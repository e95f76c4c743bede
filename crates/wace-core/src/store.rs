//! The `CourseStore` trait.
//!
//! The trait is implemented by storage backends (e.g. `wace-store-sqlite`).
//! Higher layers (`wace-api`, `wace-server`) depend on this abstraction, not
//! on any concrete backend.

use std::{collections::BTreeSet, future::Future, ops::RangeInclusive};

use chrono::{DateTime, Utc};

use crate::{
  account::{NewStudentProfile, NewUser, NotificationPreferences, StudentProfile, User, UserId},
  catalog::{
    Lesson, LessonId, NewLesson, NewProgramme, NewSubject, NewTopic, Programme, ProgrammeId,
    ProgrammeSubject, Subject, SubjectId, Topic, TopicId,
  },
  notice::{Announcement, Instructor, NewAnnouncement, NewInstructor},
  papers::{
    EssayQuestion, McqQuestion, NewEssayQuestion, NewMcqQuestion, NewPastPaper,
    NewQuestionTopic, PaperId, PastPaper, QuestionTopic,
  },
  progress::MarkOutcome,
};

/// Abstraction over a course store backend.
///
/// All methods return `Send` futures so the trait can be used in multi-threaded
/// async runtimes (e.g. tokio with `axum`).
pub trait CourseStore: Send + Sync {
  type Error: std::error::Error + Send + Sync + 'static;

  // ── Programmes ────────────────────────────────────────────────────────

  fn add_programme(
    &self,
    input: NewProgramme,
  ) -> impl Future<Output = Result<Programme, Self::Error>> + Send + '_;

  fn list_programmes(&self) -> impl Future<Output = Result<Vec<Programme>, Self::Error>> + Send + '_;

  fn get_programme(
    &self,
    id: ProgrammeId,
  ) -> impl Future<Output = Result<Option<Programme>, Self::Error>> + Send + '_;

  /// Place a subject inside a programme. Re-linking an existing pair updates
  /// `is_required` and `order`.
  fn link_subject(
    &self,
    link: ProgrammeSubject,
  ) -> impl Future<Output = Result<(), Self::Error>> + Send + '_;

  /// Subjects of a programme, ordered by subject type (core first) then by the
  /// join row's `order`.
  fn programme_subjects(
    &self,
    id: ProgrammeId,
  ) -> impl Future<Output = Result<Vec<(ProgrammeSubject, Subject)>, Self::Error>> + Send + '_;

  // ── Subjects / topics / lessons ───────────────────────────────────────

  fn add_subject(
    &self,
    input: NewSubject,
  ) -> impl Future<Output = Result<Subject, Self::Error>> + Send + '_;

  fn get_subject(
    &self,
    id: SubjectId,
  ) -> impl Future<Output = Result<Option<Subject>, Self::Error>> + Send + '_;

  fn add_topic(&self, input: NewTopic) -> impl Future<Output = Result<Topic, Self::Error>> + Send + '_;

  fn get_topic(
    &self,
    id: TopicId,
  ) -> impl Future<Output = Result<Option<Topic>, Self::Error>> + Send + '_;

  /// Topics of a subject ordered by `order`.
  fn list_topics(
    &self,
    subject_id: SubjectId,
  ) -> impl Future<Output = Result<Vec<Topic>, Self::Error>> + Send + '_;

  fn add_lesson(
    &self,
    input: NewLesson,
  ) -> impl Future<Output = Result<Lesson, Self::Error>> + Send + '_;

  fn get_lesson(
    &self,
    id: LessonId,
  ) -> impl Future<Output = Result<Option<Lesson>, Self::Error>> + Send + '_;

  /// Lessons of a topic ordered by `order`.
  fn list_lessons(
    &self,
    topic_id: TopicId,
  ) -> impl Future<Output = Result<Vec<Lesson>, Self::Error>> + Send + '_;

  /// Every lesson of every topic in a subject, in one pass, ordered by
  /// (topic order, lesson order).
  fn subject_lessons(
    &self,
    subject_id: SubjectId,
  ) -> impl Future<Output = Result<Vec<Lesson>, Self::Error>> + Send + '_;

  /// Admin edit: replace a lesson's stored video URL. Returns `false` if the
  /// lesson does not exist.
  fn set_lesson_video(
    &self,
    id: LessonId,
    video_url: Option<String>,
  ) -> impl Future<Output = Result<bool, Self::Error>> + Send + '_;

  // ── Completions ───────────────────────────────────────────────────────

  /// Get-or-create the completion row for (user, lesson).
  fn mark_complete(
    &self,
    user_id: UserId,
    lesson_id: LessonId,
  ) -> impl Future<Output = Result<MarkOutcome, Self::Error>> + Send + '_;

  /// Delete the completion row. Returns `false` if there was none.
  fn unmark_complete(
    &self,
    user_id: UserId,
    lesson_id: LessonId,
  ) -> impl Future<Output = Result<bool, Self::Error>> + Send + '_;

  /// Lesson IDs the user has completed within a subject.
  fn completed_in_subject(
    &self,
    user_id: UserId,
    subject_id: SubjectId,
  ) -> impl Future<Output = Result<BTreeSet<LessonId>, Self::Error>> + Send + '_;

  /// Lesson IDs the user has completed within a topic.
  fn completed_in_topic(
    &self,
    user_id: UserId,
    topic_id: TopicId,
  ) -> impl Future<Output = Result<BTreeSet<LessonId>, Self::Error>> + Send + '_;

  // ── Accounts ──────────────────────────────────────────────────────────

  fn add_user(&self, input: NewUser) -> impl Future<Output = Result<User, Self::Error>> + Send + '_;

  fn get_user(&self, id: UserId) -> impl Future<Output = Result<Option<User>, Self::Error>> + Send + '_;

  /// Look a user up by username, falling back to email.
  fn find_user<'a>(
    &'a self,
    login: &'a str,
  ) -> impl Future<Output = Result<Option<User>, Self::Error>> + Send + 'a;

  fn username_taken<'a>(
    &'a self,
    username: &'a str,
  ) -> impl Future<Output = Result<bool, Self::Error>> + Send + 'a;

  fn email_taken<'a>(&'a self, email: &'a str) -> impl Future<Output = Result<bool, Self::Error>> + Send + 'a;

  fn set_password_hash(
    &self,
    id: UserId,
    password_hash: String,
  ) -> impl Future<Output = Result<bool, Self::Error>> + Send + '_;

  /// Activate or deactivate an account. Tokens of an inactive user stop
  /// resolving. Returns `false` if the user does not exist.
  fn set_user_active(
    &self,
    id: UserId,
    active: bool,
  ) -> impl Future<Output = Result<bool, Self::Error>> + Send + '_;

  /// Create a user and their student profile together. Neither row is kept
  /// if either insert fails.
  fn register_student(
    &self,
    user: NewUser,
    student: NewStudentProfile,
  ) -> impl Future<Output = Result<(User, StudentProfile), Self::Error>> + Send + '_;

  fn get_student(
    &self,
    user_id: UserId,
  ) -> impl Future<Output = Result<Option<StudentProfile>, Self::Error>> + Send + '_;

  fn index_number_taken<'a>(
    &'a self,
    index_number: &'a str,
  ) -> impl Future<Output = Result<bool, Self::Error>> + Send + 'a;

  /// Returns the updated profile, or `None` if the user has no profile.
  fn set_notifications(
    &self,
    user_id: UserId,
    prefs: NotificationPreferences,
  ) -> impl Future<Output = Result<Option<StudentProfile>, Self::Error>> + Send + '_;

  // ── Tokens ────────────────────────────────────────────────────────────
  //
  // Tokens are identified by the SHA-256 digest of the secret handed to the
  // client; the secret itself is never stored.

  fn issue_token(
    &self,
    user_id: UserId,
    digest: String,
  ) -> impl Future<Output = Result<(), Self::Error>> + Send + '_;

  /// The active user owning `digest`, if any.
  fn user_for_token<'a>(
    &'a self,
    digest: &'a str,
  ) -> impl Future<Output = Result<Option<User>, Self::Error>> + Send + 'a;

  fn revoke_token<'a>(&'a self, digest: &'a str) -> impl Future<Output = Result<bool, Self::Error>> + Send + 'a;

  fn revoke_user_tokens(
    &self,
    user_id: UserId,
  ) -> impl Future<Output = Result<usize, Self::Error>> + Send + '_;

  // ── Past papers ───────────────────────────────────────────────────────

  fn add_question_topic(
    &self,
    input: NewQuestionTopic,
  ) -> impl Future<Output = Result<QuestionTopic, Self::Error>> + Send + '_;

  /// Question topics of the given subjects, ordered by (subject name,
  /// `order`, name).
  fn question_topics(
    &self,
    subject_ids: Vec<SubjectId>,
  ) -> impl Future<Output = Result<Vec<QuestionTopic>, Self::Error>> + Send + '_;

  fn add_paper(
    &self,
    input: NewPastPaper,
  ) -> impl Future<Output = Result<PastPaper, Self::Error>> + Send + '_;

  /// A paper regardless of publication state.
  fn get_paper(
    &self,
    id: PaperId,
  ) -> impl Future<Output = Result<Option<PastPaper>, Self::Error>> + Send + '_;

  fn set_paper_published(
    &self,
    id: PaperId,
    published: bool,
  ) -> impl Future<Output = Result<bool, Self::Error>> + Send + '_;

  /// Published papers of the given subjects within `years`, each with its
  /// combined multiple-choice and essay question count. Ordered by year
  /// descending, then subject name, then paper number.
  fn published_papers(
    &self,
    subject_ids: Vec<SubjectId>,
    years: RangeInclusive<i32>,
  ) -> impl Future<Output = Result<Vec<(PastPaper, usize)>, Self::Error>> + Send + '_;

  fn add_mcq(
    &self,
    input: NewMcqQuestion,
  ) -> impl Future<Output = Result<McqQuestion, Self::Error>> + Send + '_;

  /// Multiple-choice questions of a paper ordered by question number.
  fn paper_mcqs(
    &self,
    paper_id: PaperId,
  ) -> impl Future<Output = Result<Vec<McqQuestion>, Self::Error>> + Send + '_;

  /// Insert an essay question and its sub-questions as one unit.
  fn add_essay(
    &self,
    input: NewEssayQuestion,
  ) -> impl Future<Output = Result<EssayQuestion, Self::Error>> + Send + '_;

  /// Essay questions of a paper ordered by (section, question number), each
  /// with its sub-questions.
  fn paper_essays(
    &self,
    paper_id: PaperId,
  ) -> impl Future<Output = Result<Vec<EssayQuestion>, Self::Error>> + Send + '_;

  // ── Announcements / instructors ───────────────────────────────────────

  fn add_announcement(
    &self,
    input: NewAnnouncement,
  ) -> impl Future<Output = Result<Announcement, Self::Error>> + Send + '_;

  /// Active announcements not expired as of `now`, in no particular order.
  fn visible_announcements(
    &self,
    now: DateTime<Utc>,
  ) -> impl Future<Output = Result<Vec<Announcement>, Self::Error>> + Send + '_;

  fn add_instructor(
    &self,
    input: NewInstructor,
  ) -> impl Future<Output = Result<Instructor, Self::Error>> + Send + '_;

  /// Active instructors ordered by (`display_order`, `last_name`).
  fn list_instructors(
    &self,
    featured_only: bool,
  ) -> impl Future<Output = Result<Vec<Instructor>, Self::Error>> + Send + '_;
}
//! Object-storage signing configuration.
//!
//! Built once at startup and shared by reference; nothing here re-reads the
//! environment.

use std::fmt;

use http::Uri;
use serde::Deserialize;

use crate::{Error, Result};

/// Raw `[spaces]` settings as they arrive from config/env. Every field is
/// optional so a missing credential is reported, not a deserialisation error.
#[derive(Debug, Clone, Default, Deserialize)]
pub struct SpacesSettings {
  pub access_key: Option<String>,
  pub secret_key: Option<String>,
  pub region:     Option<String>,
  pub bucket:     Option<String>,
  /// Overrides `https://{region}.digitaloceanspaces.com`.
  pub endpoint:   Option<String>,
  #[serde(default)]
  pub path_style: bool,
}

impl SpacesSettings {
  /// Names of required settings that are absent or blank.
  pub fn missing(&self) -> Vec<&'static str> {
    let blank = |v: &Option<String>| v.as_deref().is_none_or(|s| s.trim().is_empty());
    [
      ("access_key", &self.access_key),
      ("secret_key", &self.secret_key),
      ("region", &self.region),
      ("bucket", &self.bucket),
    ]
    .into_iter()
    .filter(|(_, v)| blank(v))
    .map(|(name, _)| name)
    .collect()
  }

  /// Build a [`SigningConfig`], or `Ok(None)` if any credential is missing.
  pub fn into_config(self) -> Result<Option<SigningConfig>> {
    if !self.missing().is_empty() {
      return Ok(None);
    }
    let (Some(access_key), Some(secret_key), Some(region), Some(bucket)) =
      (self.access_key, self.secret_key, self.region, self.bucket)
    else {
      return Ok(None);
    };

    let mut config = SigningConfig::new(access_key, secret_key, region, bucket)?;
    if let Some(endpoint) = self.endpoint.filter(|e| !e.trim().is_empty()) {
      config = config.with_endpoint(&endpoint)?;
    }
    Ok(Some(config.with_path_style(self.path_style)))
  }
}

/// Scheme and authority of the storage endpoint.
#[derive(Debug, Clone, PartialEq, Eq)]
pub(crate) struct Endpoint {
  pub scheme:    String,
  pub authority: String,
}

impl Endpoint {
  fn parse(url: &str) -> Result<Self> {
    let uri: Uri = url
      .trim()
      .parse()
      .map_err(|_| Error::InvalidEndpoint(url.to_string()))?;
    match (uri.scheme_str(), uri.authority()) {
      (Some(scheme), Some(authority)) => Ok(Self {
        scheme:    scheme.to_string(),
        authority: authority.as_str().to_ascii_lowercase(),
      }),
      _ => Err(Error::InvalidEndpoint(url.to_string())),
    }
  }
}

/// Credentials and addressing for one bucket.
#[derive(Clone)]
pub struct SigningConfig {
  pub(crate) access_key: String,
  pub(crate) secret_key: String,
  pub(crate) region:     String,
  pub(crate) bucket:     String,
  pub(crate) endpoint:   Endpoint,
  pub(crate) path_style: bool,
}

impl SigningConfig {
  pub fn new(
    access_key: impl Into<String>,
    secret_key: impl Into<String>,
    region: impl Into<String>,
    bucket: impl Into<String>,
  ) -> Result<Self> {
    let region   = region.into();
    let endpoint = Endpoint::parse(&format!("https://{region}.digitaloceanspaces.com"))?;
    Ok(Self {
      access_key: access_key.into(),
      secret_key: secret_key.into(),
      region,
      bucket: bucket.into(),
      endpoint,
      path_style: false,
    })
  }

  pub fn with_endpoint(mut self, url: &str) -> Result<Self> {
    self.endpoint = Endpoint::parse(url)?;
    Ok(self)
  }

  /// Address objects as `{endpoint}/{bucket}/{key}` instead of
  /// `{bucket}.{endpoint}/{key}`.
  pub fn with_path_style(mut self, path_style: bool) -> Self {
    self.path_style = path_style;
    self
  }

  pub fn bucket(&self) -> &str { &self.bucket }

  pub fn region(&self) -> &str { &self.region }

  /// The `Host` the presigned request is addressed to.
  pub(crate) fn host(&self) -> String {
    if self.path_style {
      self.endpoint.authority.clone()
    } else {
      format!("{}.{}", self.bucket, self.endpoint.authority)
    }
  }
}

impl fmt::Debug for SigningConfig {
  fn fmt(&self, f: &mut fmt::Formatter<'_>) -> fmt::Result {
    f.debug_struct("SigningConfig")
      .field("access_key", &self.access_key)
      .field("secret_key", &"<redacted>")
      .field("region", &self.region)
      .field("bucket", &self.bucket)
      .field("endpoint", &self.endpoint)
      .field("path_style", &self.path_style)
      .finish()
  }
}

#[cfg(test)]
mod tests {
  use super::*;

  fn full() -> SpacesSettings {
    SpacesSettings {
      access_key: Some("AK".into()),
      secret_key: Some("SK".into()),
      region:     Some("sfo3".into()),
      bucket:     Some("media".into()),
      endpoint:   None,
      path_style: false,
    }
  }

  #[test]
  fn default_endpoint_is_virtual_hosted_spaces() {
    let config = full().into_config().unwrap().unwrap();
    assert_eq!(config.host(), "media.sfo3.digitaloceanspaces.com");
    assert_eq!(config.endpoint.scheme, "https");
  }

  #[test]
  fn path_style_keeps_endpoint_host() {
    let mut settings = full();
    settings.endpoint   = Some("http://localhost:9000".into());
    settings.path_style = true;
    let config = settings.into_config().unwrap().unwrap();
    assert_eq!(config.host(), "localhost:9000");
  }

  #[test]
  fn blank_credentials_are_missing() {
    let mut settings = full();
    settings.secret_key = Some("   ".into());
    settings.bucket     = None;
    assert_eq!(settings.missing(), vec!["secret_key", "bucket"]);
    assert!(settings.into_config().unwrap().is_none());
  }

  #[test]
  fn debug_redacts_secret() {
    let config = full().into_config().unwrap().unwrap();
    let shown = format!("{config:?}");
    assert!(!shown.contains("\"SK\""), "{shown}");
  }
}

═══

*What is expected*
Search the listing for the word "TopicId" and return each line that holds it.

*Completed exercise*
    ProgrammeSubject, Subject, SubjectId, Topic, TopicId,
    id: TopicId,
    topic_id: TopicId,
    topic_id: TopicId,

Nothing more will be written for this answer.